De nombreux locuteurs irlandais ou bretons ont jadis choisi d’éduquer leurs enfants en anglais ou en français, en pensant que l’importance de leur propre langue dans le monde moderne déclinait. Cette attitude a aujourd’hui radicalement changé : dans ces mêmes régions, les jeunes à qui l’on aurait autrefois enseigné dans la langue nationale redécouvrent leur langue maternelle. Le statut actuel d’une langue dans le monde contemporain a toujours été pour moi d’une importance secondaire. Il suffit que la culture m’intéresse pour vouloir en apprendre la langue. « Chinois, arabe, russe et japonais : apprenez ces langues et enrichissez-vous », nous tannent les médias populaires. Certes, ce sont toutes des langues que j’aimerais apprendre un jour. Mais si je choisis de le faire, ce ne sera pas à cause des impératifs économiques promulgués par ces mêmes médias.

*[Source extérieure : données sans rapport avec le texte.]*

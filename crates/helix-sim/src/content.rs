//! Loads the bundled demo course and classifies each LEGO's phrase basket.
//! A real host would load this from its own content store; this crate
//! exists only to drive `helix-core` end to end, so the course is baked in.

use std::collections::HashMap;

use anyhow::{Context, Result};
use helix_core::{ClassifiedBasket, LegoId, LegoKind, LegoPair, PhraseSelector, PracticePhrase, SeedPair};
use serde::Deserialize;

const COURSE_YAML: &str = include_str!("../data/course.yaml");

#[derive(Debug, Deserialize)]
struct RawCourse {
    seeds: Vec<SeedPair>,
    phrases: Vec<PracticePhrase>,
}

pub struct DemoCourse {
    pub seeds: Vec<SeedPair>,
    pub legos: HashMap<LegoId, LegoPair>,
    pub baskets: HashMap<LegoId, ClassifiedBasket>,
}

impl DemoCourse {
    pub fn load(config: &helix_core::config::LegoIntroductionConfig) -> Result<Self> {
        let raw: RawCourse =
            serde_yaml::from_str(COURSE_YAML).context("parsing bundled demo course")?;

        let mut legos = HashMap::new();
        for seed in &raw.seeds {
            for lego in &seed.legos {
                legos.insert(lego.id.clone(), lego.clone());
            }
        }

        let mut baskets = HashMap::new();
        for lego in legos.values() {
            let basket = PhraseSelector::classify_basket(lego, raw.phrases.clone(), config)
                .with_context(|| format!("classifying basket for lego {}", lego.id))?;
            baskets.insert(lego.id.clone(), basket);
        }

        Ok(Self {
            seeds: raw.seeds,
            legos,
            baskets,
        })
    }

    pub fn lego_kind(&self, lego_id: &LegoId) -> LegoKind {
        self.legos.get(lego_id).map(|l| l.kind).unwrap_or(LegoKind::Atomic)
    }
}
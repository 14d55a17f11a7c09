//! C10: AdaptationEngine (spec §4.10). The public facade: composes
//! ConfigResolver, MetricsTracker, SpikeDetector, MasteryStateMachine,
//! WeightedSelector and TripleHelixEngine into one `process_completion`
//! pipeline, and layers continuous performance scoring and learner
//! calibration on top for pause-duration control.

use chrono::{DateTime, Utc};
use rand::Rng;

use crate::config::ConfigResolver;
use crate::error::SchedulerError;
use crate::events::SchedulerEventSink;
use crate::helix::{NextAction, TripleHelixEngine};
use crate::mastery::MasteryStateMachine;
use crate::metrics::MetricsTracker;
use crate::model::{
    AdaptedAction, AdaptedItem, BreakdownState, CalibrationState, Competence, ItemMode,
    LearnerBaseline, LegoId, LegoKind, SpikeResponseKind, ThreadId, TimingCompetenceSignal,
    TimingFields,
};
use crate::selector::WeightedSelector;
use crate::spike::SpikeDetector;

/// Exponential-smoothing rate applied to the continuous pause multiplier so
/// it doesn't jump around on a single noisy response.
const RESPONSIVENESS: f64 = 0.3;
/// Baseline/session blend for continuous scoring: mostly trust the
/// learner's calibrated baseline, but let the current session nudge it.
const BASELINE_WEIGHT: f64 = 0.7;
const SESSION_WEIGHT: f64 = 1.0 - BASELINE_WEIGHT;

pub struct AdaptationEngine {
    config: ConfigResolver,
    metrics: MetricsTracker,
    spike_detector: SpikeDetector,
    mastery: MasteryStateMachine,
    selector: WeightedSelector,
    helix: TripleHelixEngine,

    calibration_state: CalibrationState,
    calibration_samples: Vec<(f64, Option<f64>)>,
    min_calibration_items: usize,
    baseline: Option<LearnerBaseline>,

    smoothed_multiplier: f64,
    spike_extension_remaining: u32,
    active_breakdown: Option<BreakdownState>,
}
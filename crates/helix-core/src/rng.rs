//! Pluggable random source (spec §5/§9: "all nondeterminism comes from a
//! single pluggable random source"). Tests pin behavior with a seeded
//! `StdRng`; hosts can supply their own `Rng` implementation.

pub use rand::rngs::StdRng;
pub use rand::{Rng, SeedableRng};

/// Fisher-Yates shuffle used by the eternal-phrase urn (`RandomUrn` mode).
pub fn shuffle<T>(items: &mut [T], rng: &mut impl Rng) {
    for i in (1..items.len()).rev() {
        let j = rng.gen_range(0..=i);
        items.swap(i, j);
    }
}

/// Draws a uniform `[0, 1)` sample, the primitive used by weighted selection.
pub fn uniform01(rng: &mut impl Rng) -> f64 {
    rng.gen_range(0.0..1.0)
}
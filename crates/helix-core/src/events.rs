//! Event emission (spec §9 "Event emission": plain enum values dispatched
//! synchronously, no async, no queues). Mirrors the teacher's
//! `scheduler_v2::events` Null/Logging/Collecting sink trio, extended with
//! the `MetricsTracker`/`SpikeDetector` events spec.md §4.2/§4.3 name.

use std::sync::Mutex;

use crate::model::{ResponseMetric, SessionMetrics, SpikeEvent};

/// Events emitted by `MetricsTracker` and the scheduling pipeline.
#[derive(Debug, Clone)]
pub enum SchedulerEvent {
    SessionStarted { session_id: String },
    SessionEnded { summary: SessionMetrics },
    ItemCompleted { metric: ResponseMetric },
    SpikeDetected { event: SpikeEvent },
    RoundStarted { lego_id: String },
    RoundCompleted { lego_id: String },
    SeedIntroduced { seed_id: String, thread_id: u8 },
    ThreadRotated { from: u8, to: u8 },
}

/// Capability a host installs on `MetricsTracker`/engines to observe events.
/// Listener failures are isolated by the caller (spec §4.2, §7): a panic or
/// logged error in one listener must never affect engine state.
pub trait SchedulerEventSink: Send + Sync {
    fn emit(&self, event: SchedulerEvent);
}

/// No-op sink, zero overhead.
pub struct NullEventSink;

impl SchedulerEventSink for NullEventSink {
    #[inline]
    fn emit(&self, _event: SchedulerEvent) {}
}

/// Sink that forwards events through `tracing` at debug level.
pub struct LoggingEventSink;

impl SchedulerEventSink for LoggingEventSink {
    fn emit(&self, event: SchedulerEvent) {
        tracing::debug!(?event, "scheduler_event");
    }
}

/// Sink that buffers events for test assertions.
#[derive(Default)]
pub struct CollectingEventSink {
    events: Mutex<Vec<SchedulerEvent>>,
}

impl CollectingEventSink {
    pub fn new() -> Self {
        Self::default()
    }

    pub fn events(&self) -> Vec<SchedulerEvent> {
        self.events.lock().unwrap().clone()
    }

    pub fn clear(&self) {
        self.events.lock().unwrap().clear();
    }

    pub fn count_spikes(&self) -> usize {
        self.events
            .lock()
            .unwrap()
            .iter()
            .filter(|e| matches!(e, SchedulerEvent::SpikeDetected { .. }))
            .count()
    }
}

impl SchedulerEventSink for CollectingEventSink {
    fn emit(&self, event: SchedulerEvent) {
        self.events.lock().unwrap().push(event);
    }
}

#[cfg(test)]
mod tests {
    use super::*;

    #[test]
    fn null_sink_does_nothing() {
        let sink = NullEventSink;
        sink.emit(SchedulerEvent::ThreadRotated { from: 1, to: 2 });
    }

    #[test]
    fn collecting_sink_captures_and_clears() {
        let sink = CollectingEventSink::new();
        sink.emit(SchedulerEvent::ThreadRotated { from: 1, to: 2 });
        sink.emit(SchedulerEvent::SeedIntroduced {
            seed_id: "S0001".into(),
            thread_id: 1,
        });
        assert_eq!(sink.events().len(), 2);
        sink.clear();
        assert_eq!(sink.events().len(), 0);
    }
}
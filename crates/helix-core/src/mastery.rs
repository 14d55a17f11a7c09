//! C4: MasteryStateMachine (spec §4.4). Tracks each LEGO's progression
//! through Acquisition -> Consolidating -> Confident -> Mastered, advancing
//! on sustained smooth responses and regressing on discontinuities.

use std::collections::HashMap;

use chrono::{DateTime, Utc};

use crate::config::MasteryConfig;
use crate::model::{LegoId, LegoMasteryState, MasteryTransition, SpikeSeverity};

#[derive(Debug, Default)]
pub struct MasteryStateMachine {
    states: HashMap<LegoId, LegoMasteryState>,
}

impl MasteryStateMachine {
    pub fn new() -> Self {
        Self::default()
    }

    /// Returns the state for `lego_id`, initializing it to `Acquisition` on
    /// first query.
    pub fn get_or_init(&mut self, lego_id: &LegoId, now: DateTime<Utc>) -> &LegoMasteryState {
        self.states
            .entry(lego_id.clone())
            .or_insert_with(|| LegoMasteryState::new(lego_id.clone(), now))
    }

    pub fn get(&self, lego_id: &LegoId) -> Option<&LegoMasteryState> {
        self.states.get(lego_id)
    }

    /// Records a non-discontinuous response. `is_fast` distinguishes a
    /// response quick enough to count toward the fast-track streak from an
    /// ordinary smooth one.
    pub fn record_smooth(
        &mut self,
        lego_id: &LegoId,
        is_fast: bool,
        config: &MasteryConfig,
        now: DateTime<Utc>,
    ) -> MasteryTransition {
        self.get_or_init(lego_id, now);
        let state = self.states.get_mut(lego_id).expect("just initialized");

        state.consecutive_smooth += 1;
        state.consecutive_fast = if is_fast { state.consecutive_fast + 1 } else { 0 };
        state.updated_at = now;

        let transition = if state.consecutive_fast >= config.fast_track_threshold {
            state.current_state = state.current_state.advance(2);
            state.consecutive_smooth = 0;
            state.consecutive_fast = 0;
            MasteryTransition::FastTrack
        } else if state.consecutive_smooth >= config.advancement_threshold {
            state.current_state = state.current_state.advance(1);
            state.consecutive_smooth = 0;
            MasteryTransition::Advancement
        } else {
            MasteryTransition::Hold
        };
        transition
    }

    /// Records a discontinuity (spike) against this LEGO, resetting the
    /// smooth streaks and regressing mastery in proportion to severity.
    pub fn record_discontinuity(
        &mut self,
        lego_id: &LegoId,
        severity: SpikeSeverity,
        now: DateTime<Utc>,
    ) -> MasteryTransition {
        self.get_or_init(lego_id, now);
        let state = self.states.get_mut(lego_id).expect("just initialized");

        state.consecutive_smooth = 0;
        state.consecutive_fast = 0;
        state.discontinuity_count += 1;
        state.last_discontinuity_at = Some(now);
        state.updated_at = now;

        let regress_steps = match severity {
            SpikeSeverity::Mild => 0,
            SpikeSeverity::Moderate => 1,
            SpikeSeverity::Severe => 2,
        };
        if regress_steps > 0 {
            let before = state.current_state;
            state.current_state = state.current_state.regress(regress_steps);
            if state.current_state == before {
                MasteryTransition::NoChange
            } else {
                MasteryTransition::Regression
            }
        } else {
            MasteryTransition::Hold
        }
    }

    pub fn load_states(&mut self, states: Vec<LegoMasteryState>) {
        for state in states {
            self.states.insert(state.lego_id.clone(), state);
        }
    }

    pub fn get_all_states(&self) -> Vec<LegoMasteryState> {
        self.states.values().cloned().collect()
    }
}

#[cfg(test)]
mod tests {
    use super::*;
    use crate::model::MasteryLevel;

    fn ts() -> DateTime<Utc> {
        DateTime::parse_from_rfc3339("2026-01-01T00:00:00Z")
            .unwrap()
            .with_timezone(&Utc)
    }

    #[test]
    fn advances_one_level_after_advancement_threshold_smooth_responses() {
        let mut machine = MasteryStateMachine::new();
        let config = MasteryConfig::default();
        let lego = "L1".to_string();
        for _ in 0..2 {
            assert_eq!(
                machine.record_smooth(&lego, false, &config, ts()),
                MasteryTransition::Hold
            );
        }
        assert_eq!(
            machine.record_smooth(&lego, false, &config, ts()),
            MasteryTransition::Advancement
        );
        assert_eq!(
            machine.get(&lego).unwrap().current_state,
            MasteryLevel::Consolidating
        );
    }

    #[test]
    fn fast_track_advances_two_levels_at_once() {
        let mut machine = MasteryStateMachine::new();
        let config = MasteryConfig::default();
        let lego = "L1".to_string();
        for _ in 0..4 {
            machine.record_smooth(&lego, true, &config, ts());
        }
        assert_eq!(
            machine.record_smooth(&lego, true, &config, ts()),
            MasteryTransition::FastTrack
        );
        assert_eq!(
            machine.get(&lego).unwrap().current_state,
            MasteryLevel::Confident
        );
    }

    #[test]
    fn severe_discontinuity_regresses_two_levels_and_resets_streaks() {
        let mut machine = MasteryStateMachine::new();
        let config = MasteryConfig::default();
        let lego = "L1".to_string();
        machine.record_smooth(&lego, false, &config, ts());
        machine.record_smooth(&lego, false, &config, ts());
        machine.record_smooth(&lego, false, &config, ts());
        assert_eq!(
            machine.get(&lego).unwrap().current_state,
            MasteryLevel::Consolidating
        );

        machine.record_discontinuity(&lego, SpikeSeverity::Severe, ts());
        let state = machine.get(&lego).unwrap();
        assert_eq!(state.current_state, MasteryLevel::Acquisition);
        assert_eq!(state.consecutive_smooth, 0);
        assert_eq!(state.discontinuity_count, 1);
    }

    #[test]
    fn regression_already_at_acquisition_reports_no_change() {
        let mut machine = MasteryStateMachine::new();
        let config = MasteryConfig::default();
        let lego = "L1".to_string();
        machine.get_or_init(&lego, ts());
        let transition = machine.record_discontinuity(&lego, SpikeSeverity::Severe, ts());
        assert_eq!(transition, MasteryTransition::NoChange);
        assert_eq!(
            machine.get(&lego).unwrap().current_state,
            MasteryLevel::Acquisition
        );
    }

    #[test]
    fn mild_discontinuity_holds_level_but_still_resets_streak() {
        let mut machine = MasteryStateMachine::new();
        let config = MasteryConfig::default();
        let lego = "L1".to_string();
        machine.record_smooth(&lego, false, &config, ts());
        let transition = machine.record_discontinuity(&lego, SpikeSeverity::Mild, ts());
        assert_eq!(transition, MasteryTransition::Hold);
        assert_eq!(
            machine.get(&lego).unwrap().current_state,
            MasteryLevel::Acquisition
        );
    }

    #[test]
    fn load_states_round_trips_through_get_all_states() {
        let mut machine = MasteryStateMachine::new();
        machine.record_smooth(&"L1".to_string(), false, &MasteryConfig::default(), ts());
        let saved = machine.get_all_states();

        let mut restored = MasteryStateMachine::new();
        restored.load_states(saved.clone());
        assert_eq!(restored.get_all_states().len(), saved.len());
    }
}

En dehors du défi passionnant que présente son apprentissage, il existe de multiples raisons de vouloir découvrir une langue minoritaire. Cela permet notamment de créer un premier lien avec les natifs qui apprécient généralement l’effort réalisé. Pour en revenir à Mandela : « Sans langue commune, on ne peut pas parler à un peuple ou le comprendre ; on ne peut partager ses espoirs et ses aspirations, saisir son histoire, apprécier sa poésie et ses chansons ». Faire l’effort d’apprendre une langue minoritaire est une reconnaissance de la valeur d’une culture mineure, la marque d’un profond respect. Tout le monde ne se limitera pas à sa zone de confort naturelle, dont la langue maternelle fait partie, ni ne se contentera d’apprendre une autre « super langue ». Si vous désirez réellement vous faire comprendre, communiquer une idée ou une opinion, le meilleur moyen reste de s’exprimer dans la langue de ceux dont vous cherchez à gagner la confiance et attirer l’attention. La disparition d’une langue minoritaire est une perte pour tout le monde. Si vous souhaitez mettre en valeur une culture et contribuer à sa préservation, apprendre la langue locale est certainement la plus belle façon de le faire.